_Task to carry out_. Beneath this task are records; count the lines among them that contain the word "bool" and answer with the number only.

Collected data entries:
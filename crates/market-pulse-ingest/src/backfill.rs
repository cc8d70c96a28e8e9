use chrono::{NaiveDateTime, NaiveTime, TimeDelta};
use market_pulse_core::clock::exchange_now;
use market_pulse_core::timeframe::{BASE_TIMEFRAME, RunWindow, Timeframe};
use tokio_util::sync::CancellationToken;
use tracing::{info, warn};

use crate::config::BACKFILL_LOOKBACK_DAYS;
use crate::error::IngestError;
use crate::pipeline::{IngestionPipeline, collect_bars};

#[derive(Debug, Clone, PartialEq, Eq)]
pub struct BackfillReport {
    pub timeframe: Timeframe,
    pub window: RunWindow,
    pub imported_count: usize,
    pub missing_symbols: Vec<String>,
}

/// Default historical window at `now`: the regular-session open `BACKFILL_LOOKBACK_DAYS` ago
/// through the most recent `timeframe` boundary.
pub fn backfill_window(timeframe: Timeframe, now: NaiveDateTime) -> RunWindow {
    let open = NaiveTime::from_hms_opt(9, 30, 0).unwrap_or(NaiveTime::MIN);
    let start = (now.date() - TimeDelta::days(BACKFILL_LOOKBACK_DAYS)).and_time(open);
    RunWindow::new(start, timeframe.floor(now))
}

impl IngestionPipeline {
    /// Replace all stored bars of `timeframe` with a fresh fetch of `window` for every active
    /// instrument. A base-timeframe backfill also clears the retry ledger, which only tracks
    /// base-timeframe bars.
    ///
    /// The fetch completes before anything is truncated. Symbols without data are reported
    /// but never queued for retry.
    pub async fn backfill(
        &self,
        timeframe: Timeframe,
        window: Option<RunWindow>,
        output_size: Option<u32>,
        cancel: &CancellationToken,
    ) -> Result<BackfillReport, IngestError> {
        let lock = self.timeframe_lock(timeframe);
        let _guard = lock.lock().await;

        let window = window.unwrap_or_else(|| backfill_window(timeframe, exchange_now()));
        let output_size = output_size.unwrap_or(self.config.backfill_output_size);
        let instruments = self.store.active_instruments()?;

        info!(
            timeframe = %timeframe,
            start = %window.start,
            end = %window.end,
            count = instruments.len(),
            "starting backfill"
        );

        let symbols: Vec<String> = instruments.iter().map(|i| i.symbol.clone()).collect();
        let fetched = self
            .client
            .fetch_series(
                &symbols,
                timeframe,
                Some(window.start),
                Some(window.end),
                output_size,
                cancel,
            )
            .await
            .ok_or(IngestError::Cancelled)?;

        let (bars, missing) = collect_bars(&instruments, timeframe, &fetched);
        if cancel.is_cancelled() {
            return Err(IngestError::Cancelled);
        }

        self.store.truncate_bars(timeframe)?;
        if timeframe == BASE_TIMEFRAME {
            self.store.clear_retries()?;
        }
        let imported_count = self.store.upsert_bars(&bars)?;

        let missing_symbols: Vec<String> = missing.iter().map(|i| i.symbol.clone()).collect();
        if !missing_symbols.is_empty() {
            warn!(symbols = ?missing_symbols, "backfill returned no data for some symbols");
        }
        info!(timeframe = %timeframe, imported = imported_count, "backfill complete");

        Ok(BackfillReport {
            timeframe,
            window,
            imported_count,
            missing_symbols,
        })
    }
}

#[cfg(test)]
mod tests {
    use super::*;
    use crate::config::IngestConfig;
    use crate::testing::{FakeProvider, RecordingNotifier, value};
    use chrono::NaiveDate;
    use market_pulse_core::bar::PriceBar;
    use market_pulse_core::instrument::{Instrument, InstrumentId};
    use market_pulse_core::ledger::RetryLedgerEntry;
    use market_pulse_core::memory::MemoryStore;
    use market_pulse_core::store::MarketStore;
    use rust_decimal_macros::dec;
    use std::sync::Arc;

    fn at(d: u32, h: u32, m: u32) -> NaiveDateTime {
        NaiveDate::from_ymd_opt(2025, 1, d)
            .unwrap()
            .and_hms_opt(h, m, 0)
            .unwrap()
    }

    #[test]
    fn default_window_spans_thirty_days() {
        let window = backfill_window(Timeframe::FiveMin, at(31, 10, 7));
        assert_eq!(window.start, at(1, 9, 30));
        assert_eq!(window.end, at(31, 10, 5));

        let window = backfill_window(Timeframe::FifteenMin, at(31, 10, 7));
        assert_eq!(window.end, at(31, 10, 0));
    }

    #[tokio::test]
    async fn backfill_replaces_bars_and_clears_ledger() {
        let store = Arc::new(MemoryStore::with_instruments(vec![
            Instrument::new(1, "AAPL"),
            Instrument::new(529, "SPY"),
        ]));
        store
            .upsert_bars(&[PriceBar {
                instrument_id: InstrumentId(1),
                timeframe: Timeframe::FiveMin,
                timestamp: at(2, 9, 35),
                open: dec!(1),
                high: dec!(1),
                low: dec!(1),
                close: dec!(1),
                volume: dec!(1),
            }])
            .unwrap();
        store
            .insert_retry_if_absent(&RetryLedgerEntry::new(
                InstrumentId(529),
                at(2, 9, 35),
                "x",
            ))
            .unwrap();

        let provider = Arc::new(FakeProvider::with_bars([(
            "AAPL",
            vec![
                value(at(14, 9, 35), dec!(10), dec!(100)),
                value(at(14, 9, 40), dec!(11), dec!(100)),
            ],
        )]));
        let pipeline = IngestionPipeline::new(
            store.clone(),
            provider.clone(),
            Arc::new(RecordingNotifier::default()),
            IngestConfig::default(),
        );

        let report = pipeline
            .backfill(
                Timeframe::FiveMin,
                Some(RunWindow::new(at(14, 9, 30), at(14, 16, 0))),
                None,
                &CancellationToken::new(),
            )
            .await
            .unwrap();

        assert_eq!(report.imported_count, 2);
        assert_eq!(report.missing_symbols, vec!["SPY"]);
        // Missing symbols are not queued, and the old ledger is gone.
        assert!(store.list_retries().unwrap().is_empty());

        let timestamps: Vec<_> = store.all_bars().iter().map(|b| b.timestamp).collect();
        assert_eq!(timestamps, vec![at(14, 9, 35), at(14, 9, 40)]);
        assert_eq!(provider.requests.lock().unwrap()[0].output_size, 5000);
    }

    #[tokio::test]
    async fn hourly_backfill_keeps_base_ledger() {
        let store = Arc::new(MemoryStore::with_instruments(vec![Instrument::new(529, "SPY")]));
        store
            .insert_retry_if_absent(&RetryLedgerEntry::new(
                InstrumentId(529),
                at(14, 9, 35),
                "null",
            ))
            .unwrap();
        let provider = Arc::new(FakeProvider::with_bars([(
            "SPY",
            vec![value(at(14, 10, 0), dec!(590), dec!(1000))],
        )]));
        let pipeline = IngestionPipeline::new(
            store.clone(),
            provider,
            Arc::new(RecordingNotifier::default()),
            IngestConfig::default(),
        );

        let report = pipeline
            .backfill(
                Timeframe::OneHour,
                Some(RunWindow::new(at(14, 9, 30), at(14, 16, 0))),
                None,
                &CancellationToken::new(),
            )
            .await
            .unwrap();

        assert_eq!(report.imported_count, 1);
        let entries = store.list_retries().unwrap();
        assert_eq!(entries.len(), 1);
        assert_eq!(entries[0].timestamp, at(14, 9, 35));
        assert!(
            store
                .bars_between(Timeframe::FiveMin, at(14, 0, 0), at(14, 23, 0))
                .unwrap()
                .is_empty()
        );
    }

    #[tokio::test]
    async fn cancelled_backfill_keeps_existing_data() {
        let store = Arc::new(MemoryStore::with_instruments(vec![Instrument::new(1, "AAPL")]));
        store
            .insert_retry_if_absent(&RetryLedgerEntry::new(InstrumentId(1), at(2, 9, 35), "x"))
            .unwrap();
        let pipeline = IngestionPipeline::new(
            store.clone(),
            Arc::new(FakeProvider::default()),
            Arc::new(RecordingNotifier::default()),
            IngestConfig::default(),
        );
        let cancel = CancellationToken::new();
        cancel.cancel();

        let result = pipeline
            .backfill(Timeframe::FiveMin, None, Some(10), &cancel)
            .await;
        assert!(matches!(result, Err(IngestError::Cancelled)));
        assert_eq!(store.list_retries().unwrap().len(), 1);
    }
}
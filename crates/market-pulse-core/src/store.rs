use std::collections::{BTreeMap, HashMap};
use std::path::{Path, PathBuf};
use std::sync::Mutex;

use chrono::{NaiveDate, NaiveDateTime};
use rust_decimal::Decimal;
use tracing::debug;

use crate::bar::PriceBar;
use crate::error::MarketDataError;
use crate::indicator::DailyIndicator;
use crate::instrument::{Instrument, InstrumentId};
use crate::ledger::RetryLedgerEntry;
use crate::schema;
use crate::timeframe::Timeframe;

/// Persistence operations the ingestion pipeline and analytics engine rely on.
pub trait MarketStore: Send + Sync {
    /// All instruments flagged active.
    fn active_instruments(&self) -> Result<Vec<Instrument>, MarketDataError>;

    /// Insert bars, overwriting any stored bar with the same key. Returns the number written.
    fn upsert_bars(&self, bars: &[PriceBar]) -> Result<usize, MarketDataError>;

    /// Remove every stored bar of a timeframe.
    fn truncate_bars(&self, timeframe: Timeframe) -> Result<(), MarketDataError>;

    /// Bars of a timeframe with `start <= timestamp <= end`, sorted by instrument then time.
    fn bars_between(
        &self,
        timeframe: Timeframe,
        start: NaiveDateTime,
        end: NaiveDateTime,
    ) -> Result<Vec<PriceBar>, MarketDataError>;

    /// Replace the whole daily indicator set.
    fn replace_daily_indicators(&self, indicators: &[DailyIndicator])
    -> Result<(), MarketDataError>;

    /// Latest ATR per instrument.
    fn daily_atrs(&self) -> Result<HashMap<InstrumentId, Decimal>, MarketDataError>;

    /// Insert unless an entry for the same `(instrument_id, timestamp)` exists.
    /// Returns whether an entry was inserted.
    fn insert_retry_if_absent(&self, entry: &RetryLedgerEntry) -> Result<bool, MarketDataError>;

    /// Delete the entry for `(instrument_id, timestamp)`. Returns whether one existed.
    fn delete_retry(
        &self,
        instrument_id: InstrumentId,
        timestamp: NaiveDateTime,
    ) -> Result<bool, MarketDataError>;

    /// Every ledger entry, sorted by timestamp then instrument.
    fn list_retries(&self) -> Result<Vec<RetryLedgerEntry>, MarketDataError>;

    fn clear_retries(&self) -> Result<(), MarketDataError>;
}

/// Reduce a daily indicator set to the most recent ATR per instrument.
pub fn latest_atrs(indicators: &[DailyIndicator]) -> HashMap<InstrumentId, Decimal> {
    let mut latest: HashMap<InstrumentId, &DailyIndicator> = HashMap::new();
    for indicator in indicators {
        latest
            .entry(indicator.instrument_id)
            .and_modify(|current| {
                if indicator.date >= current.date {
                    *current = indicator;
                }
            })
            .or_insert(indicator);
    }
    latest
        .into_iter()
        .map(|(id, indicator)| (id, indicator.atr))
        .collect()
}

fn sort_ledger(entries: &mut [RetryLedgerEntry]) {
    entries.sort_by_key(|e| (e.timestamp, e.instrument_id));
}

/// Filesystem-backed store: bars in Parquet, instruments in JSON.
///
/// Directory layout under `root`:
///
/// ```text
/// instruments.json
/// bars/{TIMEFRAME}/{INSTRUMENT_ID}/{YYYY}/{MM}/{YYYY-MM-DD}.parquet
/// daily_indicators.parquet
/// retry_ledger.parquet
/// ```
pub struct ParquetStore {
    root: PathBuf,
    ledger_lock: Mutex<()>,
}

impl ParquetStore {
    pub fn new(root: impl AsRef<Path>) -> Self {
        Self {
            root: root.as_ref().to_path_buf(),
            ledger_lock: Mutex::new(()),
        }
    }

    pub fn instruments_path(&self) -> PathBuf {
        self.root.join("instruments.json")
    }

    fn timeframe_dir(&self, timeframe: Timeframe) -> PathBuf {
        self.root.join("bars").join(timeframe.as_str())
    }

    /// Path to the Parquet file holding one instrument's bars for one day.
    pub fn bar_file_path(
        &self,
        timeframe: Timeframe,
        instrument_id: InstrumentId,
        date: NaiveDate,
    ) -> PathBuf {
        self.timeframe_dir(timeframe)
            .join(instrument_id.to_string())
            .join(date.format("%Y").to_string())
            .join(date.format("%m").to_string())
            .join(format!("{}.parquet", date.format("%Y-%m-%d")))
    }

    fn indicators_path(&self) -> PathBuf {
        self.root.join("daily_indicators.parquet")
    }

    fn ledger_path(&self) -> PathBuf {
        self.root.join("retry_ledger.parquet")
    }

    /// Overwrite the instrument list. Instruments are administered outside the engine; this
    /// exists for provisioning a data directory.
    pub fn write_instruments(&self, instruments: &[Instrument]) -> Result<(), MarketDataError> {
        std::fs::create_dir_all(&self.root)?;
        let json = serde_json::to_string_pretty(instruments)?;
        std::fs::write(self.instruments_path(), json)?;
        Ok(())
    }

    fn read_all_instruments(&self) -> Result<Vec<Instrument>, MarketDataError> {
        let path = self.instruments_path();
        if !path.exists() {
            return Ok(Vec::new());
        }
        let json = std::fs::read_to_string(path)?;
        Ok(serde_json::from_str(&json)?)
    }

    fn read_bar_file(
        &self,
        timeframe: Timeframe,
        instrument_id: InstrumentId,
        date: NaiveDate,
    ) -> Result<Vec<PriceBar>, MarketDataError> {
        let path = self.bar_file_path(timeframe, instrument_id, date);
        if !path.exists() {
            return Ok(Vec::new());
        }
        let mut bars = Vec::new();
        for batch in schema::read_parquet(&path)? {
            bars.extend(schema::record_batch_to_bars(&batch, instrument_id, timeframe)?);
        }
        Ok(bars)
    }

    /// Instrument ids that have a bar directory for the timeframe.
    fn stored_instruments(
        &self,
        timeframe: Timeframe,
    ) -> Result<Vec<InstrumentId>, MarketDataError> {
        let dir = self.timeframe_dir(timeframe);
        if !dir.exists() {
            return Ok(Vec::new());
        }

        let mut ids = Vec::new();
        for entry in std::fs::read_dir(&dir)? {
            let entry = entry?;
            if entry.file_type()?.is_dir()
                && let Some(id) = entry
                    .file_name()
                    .to_str()
                    .and_then(|name| name.parse::<i32>().ok())
            {
                ids.push(InstrumentId(id));
            }
        }
        ids.sort();
        Ok(ids)
    }

    fn read_ledger(&self) -> Result<Vec<RetryLedgerEntry>, MarketDataError> {
        let path = self.ledger_path();
        if !path.exists() {
            return Ok(Vec::new());
        }
        let mut entries = Vec::new();
        for batch in schema::read_parquet(&path)? {
            entries.extend(schema::record_batch_to_ledger(&batch)?);
        }
        Ok(entries)
    }

    fn write_ledger(&self, entries: &[RetryLedgerEntry]) -> Result<(), MarketDataError> {
        std::fs::create_dir_all(&self.root)?;
        let batch = schema::ledger_to_record_batch(entries)?;
        schema::write_parquet(&self.ledger_path(), &batch)
    }

    fn read_indicators(&self) -> Result<Vec<DailyIndicator>, MarketDataError> {
        let path = self.indicators_path();
        if !path.exists() {
            return Ok(Vec::new());
        }
        let mut indicators = Vec::new();
        for batch in schema::read_parquet(&path)? {
            indicators.extend(schema::record_batch_to_indicators(&batch)?);
        }
        Ok(indicators)
    }
}

impl MarketStore for ParquetStore {
    fn active_instruments(&self) -> Result<Vec<Instrument>, MarketDataError> {
        Ok(self
            .read_all_instruments()?
            .into_iter()
            .filter(|i| i.active)
            .collect())
    }

    fn upsert_bars(&self, bars: &[PriceBar]) -> Result<usize, MarketDataError> {
        let mut by_file: BTreeMap<(Timeframe, InstrumentId, NaiveDate), Vec<&PriceBar>> =
            BTreeMap::new();
        for bar in bars {
            by_file
                .entry((bar.timeframe, bar.instrument_id, bar.timestamp.date()))
                .or_default()
                .push(bar);
        }

        for ((timeframe, instrument_id, date), new_bars) in by_file {
            let path = self.bar_file_path(timeframe, instrument_id, date);
            if let Some(parent) = path.parent() {
                std::fs::create_dir_all(parent)?;
            }

            let mut merged: BTreeMap<NaiveDateTime, PriceBar> = self
                .read_bar_file(timeframe, instrument_id, date)?
                .into_iter()
                .map(|b| (b.timestamp, b))
                .collect();
            for bar in new_bars {
                merged.insert(bar.timestamp, bar.clone());
            }

            let day: Vec<PriceBar> = merged.into_values().collect();
            schema::write_parquet(&path, &schema::bars_to_record_batch(&day)?)?;
            debug!(%timeframe, %instrument_id, %date, bars = day.len(), "wrote bar file");
        }

        Ok(bars.len())
    }

    fn truncate_bars(&self, timeframe: Timeframe) -> Result<(), MarketDataError> {
        let dir = self.timeframe_dir(timeframe);
        if dir.exists() {
            std::fs::remove_dir_all(dir)?;
        }
        Ok(())
    }

    fn bars_between(
        &self,
        timeframe: Timeframe,
        start: NaiveDateTime,
        end: NaiveDateTime,
    ) -> Result<Vec<PriceBar>, MarketDataError> {
        let mut all_bars = Vec::new();
        if start > end {
            return Ok(all_bars);
        }

        for instrument_id in self.stored_instruments(timeframe)? {
            for date in start.date().iter_days().take_while(|d| *d <= end.date()) {
                let bars = self.read_bar_file(timeframe, instrument_id, date)?;
                all_bars.extend(
                    bars.into_iter()
                        .filter(|b| b.timestamp >= start && b.timestamp <= end),
                );
            }
        }

        all_bars.sort_by_key(|b| (b.instrument_id, b.timestamp));
        Ok(all_bars)
    }

    fn replace_daily_indicators(
        &self,
        indicators: &[DailyIndicator],
    ) -> Result<(), MarketDataError> {
        std::fs::create_dir_all(&self.root)?;
        let batch = schema::indicators_to_record_batch(indicators)?;
        schema::write_parquet(&self.indicators_path(), &batch)
    }

    fn daily_atrs(&self) -> Result<HashMap<InstrumentId, Decimal>, MarketDataError> {
        Ok(latest_atrs(&self.read_indicators()?))
    }

    fn insert_retry_if_absent(&self, entry: &RetryLedgerEntry) -> Result<bool, MarketDataError> {
        let _guard = self.ledger_lock.lock().unwrap_or_else(|e| e.into_inner());
        let mut entries = self.read_ledger()?;
        if entries.iter().any(|e| e.key() == entry.key()) {
            return Ok(false);
        }
        entries.push(entry.clone());
        sort_ledger(&mut entries);
        self.write_ledger(&entries)?;
        Ok(true)
    }

    fn delete_retry(
        &self,
        instrument_id: InstrumentId,
        timestamp: NaiveDateTime,
    ) -> Result<bool, MarketDataError> {
        let _guard = self.ledger_lock.lock().unwrap_or_else(|e| e.into_inner());
        let mut entries = self.read_ledger()?;
        let before = entries.len();
        entries.retain(|e| e.key() != (instrument_id, timestamp));
        if entries.len() == before {
            return Ok(false);
        }
        self.write_ledger(&entries)?;
        Ok(true)
    }

    fn list_retries(&self) -> Result<Vec<RetryLedgerEntry>, MarketDataError> {
        let _guard = self.ledger_lock.lock().unwrap_or_else(|e| e.into_inner());
        let mut entries = self.read_ledger()?;
        sort_ledger(&mut entries);
        Ok(entries)
    }

    fn clear_retries(&self) -> Result<(), MarketDataError> {
        let _guard = self.ledger_lock.lock().unwrap_or_else(|e| e.into_inner());
        let path = self.ledger_path();
        if path.exists() {
            std::fs::remove_file(path)?;
        }
        Ok(())
    }
}
use chrono::NaiveDateTime;
use rust_decimal::Decimal;
use serde::{Deserialize, Serialize};

use crate::instrument::InstrumentId;
use crate::timeframe::Timeframe;

/// One OHLCV interval for one instrument.
///
/// `timestamp` is the bar's open time on the exchange-local (New York) wall clock, exactly as
/// the provider reports it. A bar is identified by its timeframe, instrument and timestamp.
#[derive(Debug, Clone, PartialEq, Eq, Serialize, Deserialize)]
pub struct PriceBar {
    pub instrument_id: InstrumentId,
    pub timeframe: Timeframe,
    pub timestamp: NaiveDateTime,
    pub open: Decimal,
    pub high: Decimal,
    pub low: Decimal,
    pub close: Decimal,
    pub volume: Decimal,
}

impl PriceBar {
    /// Identity key, ordered so one timeframe's bars sort together.
    pub fn key(&self) -> (Timeframe, InstrumentId, NaiveDateTime) {
        (self.timeframe, self.instrument_id, self.timestamp)
    }
}
use std::collections::{BTreeMap, HashSet};
use std::sync::Arc;

use chrono::NaiveDateTime;
use futures::future::join_all;
use market_pulse_core::timeframe::Timeframe;
use tokio_util::sync::CancellationToken;
use tracing::{debug, info, warn};

use crate::method::Method;
use crate::provider::{SeriesProvider, SeriesRequest, SeriesValue};

/// Symbols per provider call.
pub const DEFAULT_CHUNK_SIZE: usize = 5;

/// Per-symbol result of a fetch.
#[derive(Debug, Clone, PartialEq)]
pub enum SymbolSeries {
    /// Bars ascending by timestamp; never empty.
    Present(Vec<SeriesValue>),
    /// No usable data, with the reason.
    Missing(String),
}

#[derive(Debug, Clone, Copy, PartialEq, Eq)]
pub enum FetchStatus {
    Complete,
    /// At least one symbol is missing; the present ones are still usable.
    PartialSuccess,
}

/// Merged result of one fetch across all chunks, one entry per requested symbol.
#[derive(Debug, Clone, PartialEq)]
pub struct SeriesBySymbol {
    pub series: BTreeMap<String, SymbolSeries>,
    pub status: FetchStatus,
    /// Provider calls issued.
    pub requests: usize,
}

impl SeriesBySymbol {
    pub fn get(&self, symbol: &str) -> Option<&SymbolSeries> {
        self.series.get(symbol)
    }

    pub fn missing_symbols(&self) -> Vec<String> {
        self.series
            .iter()
            .filter(|(_, series)| matches!(series, SymbolSeries::Missing(_)))
            .map(|(symbol, _)| symbol.clone())
            .collect()
    }
}

/// Splits a symbol list into bounded provider calls, runs them concurrently, and merges the
/// answers. A failed chunk marks only its own symbols missing.
pub struct ProviderClient {
    provider: Arc<dyn SeriesProvider>,
    chunk_size: usize,
}

impl ProviderClient {
    pub fn new(provider: Arc<dyn SeriesProvider>) -> Self {
        Self {
            provider,
            chunk_size: DEFAULT_CHUNK_SIZE,
        }
    }

    /// Symbols per call; zero is treated as one.
    pub fn with_chunk_size(mut self, chunk_size: usize) -> Self {
        self.chunk_size = chunk_size.max(1);
        self
    }

    /// Fetch `symbols` over `[start, end]` (either bound may be open).
    ///
    /// `None` when `cancel` fires first. Provider failures never fail the fetch; they surface
    /// as `Missing` entries.
    pub async fn fetch_series(
        &self,
        symbols: &[String],
        timeframe: Timeframe,
        start: Option<NaiveDateTime>,
        end: Option<NaiveDateTime>,
        output_size: u32,
        cancel: &CancellationToken,
    ) -> Option<SeriesBySymbol> {
        let mut seen = HashSet::new();
        let unique: Vec<String> = symbols
            .iter()
            .filter(|s| seen.insert(s.to_ascii_uppercase()))
            .cloned()
            .collect();

        if unique.is_empty() {
            return Some(SeriesBySymbol {
                series: BTreeMap::new(),
                status: FetchStatus::Complete,
                requests: 0,
            });
        }

        let requests: Vec<SeriesRequest> = unique
            .chunks(self.chunk_size)
            .map(|chunk| SeriesRequest {
                symbols: chunk.to_vec(),
                timeframe,
                start,
                end,
                output_size,
                methods: vec![Method::time_series()],
            })
            .collect();

        info!(
            provider = self.provider.name(),
            symbols = unique.len(),
            chunks = requests.len(),
            interval = %timeframe,
            "fetching series"
        );

        let calls = requests.iter().map(|request| self.provider.fetch_chunk(request));
        let results = tokio::select! {
            biased;
            _ = cancel.cancelled() => return None,
            results = join_all(calls) => results,
        };

        let mut series = BTreeMap::new();
        for (request, result) in requests.iter().zip(results) {
            match result {
                Ok(answers) => {
                    for answer in answers {
                        let Some(symbol) = request
                            .symbols
                            .iter()
                            .find(|s| s.eq_ignore_ascii_case(&answer.symbol))
                        else {
                            debug!(symbol = %answer.symbol, "ignoring unrequested symbol");
                            continue;
                        };
                        let entry = match answer.values {
                            Some(values) if !values.is_empty() => SymbolSeries::Present(values),
                            Some(_) => SymbolSeries::Missing("no values returned".into()),
                            None => SymbolSeries::Missing(
                                answer.message.unwrap_or_else(|| "provider reported error".into()),
                            ),
                        };
                        series.insert(symbol.clone(), entry);
                    }
                    for symbol in &request.symbols {
                        series.entry(symbol.clone()).or_insert_with(|| {
                            SymbolSeries::Missing("absent from response".into())
                        });
                    }
                }
                Err(e) => {
                    warn!(symbols = ?request.symbols, "chunk failed: {e}");
                    for symbol in &request.symbols {
                        series.insert(symbol.clone(), SymbolSeries::Missing(e.to_string()));
                    }
                }
            }
        }

        let status = if series
            .values()
            .any(|s| matches!(s, SymbolSeries::Missing(_)))
        {
            FetchStatus::PartialSuccess
        } else {
            FetchStatus::Complete
        };

        let result = SeriesBySymbol {
            series,
            status,
            requests: requests.len(),
        };
        if result.status == FetchStatus::PartialSuccess {
            debug!(missing = ?result.missing_symbols(), "fetch partially succeeded");
        }
        Some(result)
    }
}
//! Per-instrument market statistics: ATR, relative volume and ATR-normalized relative
//! strength against a benchmark.

pub mod atr;
pub mod engine;
pub mod rsrw;
pub mod rvol;
pub mod series;

pub use engine::{
    AnalyticsConfig, AnalyticsEngine, BucketStatistics, Dataset, StatisticsReport,
    StatisticsSnapshot,
};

_Result for this task_. 4